(Data items)
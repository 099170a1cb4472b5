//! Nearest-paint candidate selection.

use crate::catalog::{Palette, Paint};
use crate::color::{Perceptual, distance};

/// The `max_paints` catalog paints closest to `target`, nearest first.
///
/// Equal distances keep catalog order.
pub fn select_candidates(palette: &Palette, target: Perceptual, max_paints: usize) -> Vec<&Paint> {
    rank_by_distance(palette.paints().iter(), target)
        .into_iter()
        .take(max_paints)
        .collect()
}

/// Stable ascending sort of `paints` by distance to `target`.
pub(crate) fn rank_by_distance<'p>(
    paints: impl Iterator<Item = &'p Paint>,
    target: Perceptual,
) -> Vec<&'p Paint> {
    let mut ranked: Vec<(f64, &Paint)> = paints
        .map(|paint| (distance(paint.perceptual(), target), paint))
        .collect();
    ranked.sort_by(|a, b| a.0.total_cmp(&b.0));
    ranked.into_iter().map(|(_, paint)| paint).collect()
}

§ **What the exercise asks**: In the answer, return exactly the lines from the line containing "Perceptual, max_paints: usize)" to the end of the records above, and no others.

§ **Problem solution**:
pub fn select_candidates(palette: &Palette, target: Perceptual, max_paints: usize) -> Vec<&Paint> {
    rank_by_distance(palette.paints().iter(), target)
        .into_iter()
        .take(max_paints)
        .collect()
}

/// Stable ascending sort of `paints` by distance to `target`.
pub(crate) fn rank_by_distance<'p>(
    paints: impl Iterator<Item = &'p Paint>,
    target: Perceptual,
) -> Vec<&'p Paint> {
    let mut ranked: Vec<(f64, &Paint)> = paints
        .map(|paint| (distance(paint.perceptual(), target), paint))
        .collect();
    ranked.sort_by(|a, b| a.0.total_cmp(&b.0));
    ranked.into_iter().map(|(_, paint)| paint).collect()
}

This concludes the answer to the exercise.